Wednesday, 16 February 2011

"And I know that she is wise, and she's the apple of my eye..."

There are two main female characters in The Bloody Chamber; the narrator (the new wife of the Marquis) and her widowed mother. Like the to male characters in the book, they are quite different from each other in both appearance and personality.
The narrator is young and naive and describes herself as "the poor widow's child with my mouse-coloured hair.... my bony hips, my my nervous, pianist's fingers". She is the quite the opposite of her mother who she describes as being a strong woman whose "adventurous girlhood in Indo-China" had led her to outfacing "a junkful of Chinese pirates" and shooting a man-eating tiger before the age of 17. The contrasts between the two female characters are referred to many times throughout the story and perpetuates our narrator's innocence and vulnerability, through having a stronger and more active female character to compare her to. The mother's strength is shown by the fact that she keeps her deceased husband's 'antique service revolver' in her handbag, and guns are very masculine objects which denote power. She later uses this gun to kill her daughter's sadistic husband.
The end of the story really shows the differences between mother and daughter. When our narrators realises her new husband's true nature she continues with her passive nature and does not seem to make any attempt to leave the castle and escape her impending fate; "then I went to my dressing room and put on that white muslin shift..." Her passive nature would have lead to her demise; "I've done nothing; but that may be sufficient reason for condemning me" unless her mother had not come to her rescue.

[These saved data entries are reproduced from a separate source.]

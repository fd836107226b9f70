use serde::Deserialize;
use std::{env, fs, path::Path, path::PathBuf};

use crate::auth::AuthConfig;
use crate::db::DatabaseConfig;
use crate::enrollment::{FullnameFormat, ServiceSettings};
use crate::types::Capability;

/// On-disk service configuration (`colab.json`).
///
/// Every key is optional; missing keys keep their defaults.
#[derive(Debug, Clone, Deserialize)]
#[serde(rename_all = "camelCase", default)]
pub struct ServiceConfig {
    /// Short-name of the profile field holding the tax id.
    pub profile_field: String,
    /// Capability required to read a course's enrollments.
    pub required_capability: Capability,
    /// Template for `full_name`, e.g. "lastname, firstname".
    pub fullname_format: FullnameFormat,
    /// Capabilities granted to unauthenticated callers.
    pub anonymous_capabilities: Vec<Capability>,
    /// Database connection overrides.
    pub database: Option<DatabaseSection>,
}

#[derive(Debug, Clone, Default, Deserialize)]
pub struct DatabaseSection {
    #[serde(default)]
    pub url: Option<String>,
    #[serde(default)]
    pub namespace: Option<String>,
    #[serde(default)]
    pub database: Option<String>,
    #[serde(default)]
    pub username: Option<String>,
    #[serde(default)]
    pub password: Option<String>,
}

impl Default for ServiceConfig {
    fn default() -> Self {
        let settings = ServiceSettings::default();
        Self {
            profile_field: settings.profile_field,
            required_capability: settings.required_capability,
            fullname_format: settings.fullname_format,
            anonymous_capabilities: vec![Capability::new("course:view")],
            database: None,
        }
    }
}

impl ServiceConfig {
    pub fn from_file(path: &Path) -> anyhow::Result<Self> {
        let raw = fs::read_to_string(path)?;
        let mut cfg: ServiceConfig = serde_json::from_str(&raw)?;
        if let Some(db) = cfg.database.as_mut() {
            expand_database(db);
        }
        Ok(cfg)
    }

    /// Load from an explicit path, or from the first config found on the
    /// search path. No config file at all yields the defaults.
    pub fn load(explicit: Option<&Path>) -> anyhow::Result<Self> {
        if let Some(path) = explicit {
            return Self::from_file(path);
        }
        match resolve_config_path() {
            Some(path) => Self::from_file(&path),
            None => Ok(Self::default()),
        }
    }

    /// Service tunables.
    pub fn settings(&self) -> ServiceSettings {
        ServiceSettings {
            profile_field: self.profile_field.clone(),
            required_capability: self.required_capability.clone(),
            fullname_format: self.fullname_format.clone(),
        }
    }

    /// Database config: environment defaults overlaid with the file's
    /// `database` section.
    pub fn database_config(&self) -> DatabaseConfig {
        let mut config = DatabaseConfig::default();
        if let Some(section) = &self.database {
            if let Some(url) = &section.url {
                config.url = url.clone();
            }
            if let Some(namespace) = &section.namespace {
                config.namespace = namespace.clone();
            }
            if let Some(database) = &section.database {
                config.database = database.clone();
            }
            if section.username.is_some() {
                config.username = section.username.clone();
            }
            if section.password.is_some() {
                config.password = section.password.clone();
            }
        }
        config
    }

    /// Apply the file's anonymous capabilities to an auth config.
    pub fn apply_to_auth(&self, auth: AuthConfig) -> AuthConfig {
        auth.with_anonymous_capabilities(self.anonymous_capabilities.clone())
    }

    /// Auth settings for a network transport. Configuring a key source turns
    /// anonymous access off unless `allow_anonymous` asks for it explicitly.
    pub fn network_auth(
        &self,
        api_key: Option<String>,
        db_api_keys_enabled: bool,
        allow_anonymous: Option<bool>,
    ) -> AuthConfig {
        self.apply_to_auth(AuthConfig {
            api_key,
            db_api_keys_enabled,
            ..Default::default()
        })
        .with_anonymous_access(allow_anonymous)
    }
}

/// Search order: `COLAB_CONFIG`, `$XDG_CONFIG_HOME/colab/colab.json`,
/// `./colab.json`.
pub fn resolve_config_path() -> Option<PathBuf> {
    if let Ok(p) = env::var("COLAB_CONFIG") {
        return Some(PathBuf::from(p));
    }

    if let Ok(xdg) = env::var("XDG_CONFIG_HOME") {
        let candidate = PathBuf::from(xdg).join("colab").join("colab.json");
        if candidate.exists() {
            return Some(candidate);
        }
    }

    let candidate = PathBuf::from("colab.json");
    if candidate.exists() {
        return Some(candidate);
    }

    None
}

fn expand_env_vars(input: &str) -> String {
    let mut out = String::with_capacity(input.len());
    let mut chars = input.chars().peekable();

    while let Some(ch) = chars.next() {
        if ch == '$' && matches!(chars.peek(), Some('{')) {
            chars.next(); // consume '{'
            let mut name = String::new();
            for c in chars.by_ref() {
                if c == '}' {
                    break;
                }
                name.push(c);
            }
            if let Ok(val) = env::var(&name) {
                out.push_str(&val);
            } else {
                out.push_str("${");
                out.push_str(&name);
                out.push('}');
            }
        } else {
            out.push(ch);
        }
    }

    out
}

fn expand_database(section: &mut DatabaseSection) {
    for value in [
        &mut section.url,
        &mut section.namespace,
        &mut section.database,
        &mut section.username,
        &mut section.password,
    ]
    .into_iter()
    .flatten()
    {
        *value = expand_env_vars(value);
    }
}

#[cfg(test)]
mod tests {
    use super::*;
    use std::io::Write;

    fn write_config(body: &str) -> tempfile::NamedTempFile {
        let mut file = tempfile::NamedTempFile::new().unwrap();
        file.write_all(body.as_bytes()).unwrap();
        file
    }

    #[test]
    fn test_defaults() {
        let cfg = ServiceConfig::default();
        let settings = cfg.settings();
        assert_eq!(settings.profile_field, "CPF");
        assert_eq!(settings.required_capability.as_str(), "course:view");
        assert_eq!(settings.fullname_format.template(), "firstname lastname");
        assert_eq!(cfg.anonymous_capabilities, vec![Capability::new("course:view")]);
    }

    #[test]
    fn test_partial_file_keeps_defaults() {
        let file = write_config(r#"{ "fullnameFormat": "lastname, firstname" }"#);
        let cfg = ServiceConfig::from_file(file.path()).unwrap();

        assert_eq!(cfg.fullname_format.format("Ana", "Lima"), "Lima, Ana");
        assert_eq!(cfg.profile_field, "CPF");
        assert!(cfg.database.is_none());
    }

    #[test]
    fn test_explicit_path_is_loaded() {
        let file = write_config(
            r#"{
                "profileField": "taxid",
                "requiredCapability": "moodle/course:viewparticipants",
                "anonymousCapabilities": []
            }"#,
        );
        let cfg = ServiceConfig::load(Some(file.path())).unwrap();

        assert_eq!(cfg.settings().profile_field, "taxid");
        assert_eq!(
            cfg.required_capability.as_str(),
            "moodle/course:viewparticipants"
        );
        assert!(cfg.anonymous_capabilities.is_empty());

        let auth = cfg.apply_to_auth(AuthConfig::default());
        assert!(auth.anonymous_capabilities.is_empty());
    }

    #[test]
    fn test_network_auth_resolves_anonymous_access() {
        let cfg = ServiceConfig::default();

        assert!(cfg.network_auth(None, false, None).allow_anonymous);
        assert!(!cfg.network_auth(Some("k".to_string()), false, None).allow_anonymous);
        assert!(!cfg.network_auth(None, true, None).allow_anonymous);
        assert!(cfg.network_auth(None, true, Some(true)).allow_anonymous);
        assert!(!cfg.network_auth(None, false, Some(false)).allow_anonymous);

        let auth = cfg.network_auth(Some("k".to_string()), true, None);
        assert_eq!(auth.api_key.as_deref(), Some("k"));
        assert!(auth.db_api_keys_enabled);
    }

    #[test]
    fn test_database_section_expands_env() {
        // SAFETY: test-only variable with a name no other test reads
        unsafe { env::set_var("COLAB_TEST_DB_NAMESPACE", "campus") };
        let file = write_config(
            r#"{
                "database": {
                    "url": "memory",
                    "namespace": "${COLAB_TEST_DB_NAMESPACE}",
                    "password": "${COLAB_TEST_UNSET_VARIABLE}"
                }
            }"#,
        );
        let cfg = ServiceConfig::from_file(file.path()).unwrap();
        let db = cfg.database_config();

        assert_eq!(db.url, "memory");
        assert_eq!(db.namespace, "campus");
        assert_eq!(db.password.as_deref(), Some("${COLAB_TEST_UNSET_VARIABLE}"));
    }

    #[test]
    fn test_invalid_json_is_an_error() {
        let file = write_config("{ not json");
        assert!(ServiceConfig::from_file(file.path()).is_err());
    }

    #[test]
    fn test_expand_env_vars_passthrough() {
        assert_eq!(expand_env_vars("plain $HOME"), "plain $HOME");
    }
}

Her mother's "maternal telepathy" had caused her to sense that something was wrong with her daughter and she had travelled to the castle to arrive just in time to save her; "her hair was her white mane, her black lisle legs exposed to the thigh, her skirts tucked round her waist..." In traditional fairytales it is the man who saves the 'damsel in distress' but Angela Carter has twisted the structure of traditional tales to give them feminist themes, therefore it is the strong maternal figure who is the hero, or should I say heroine, of the story.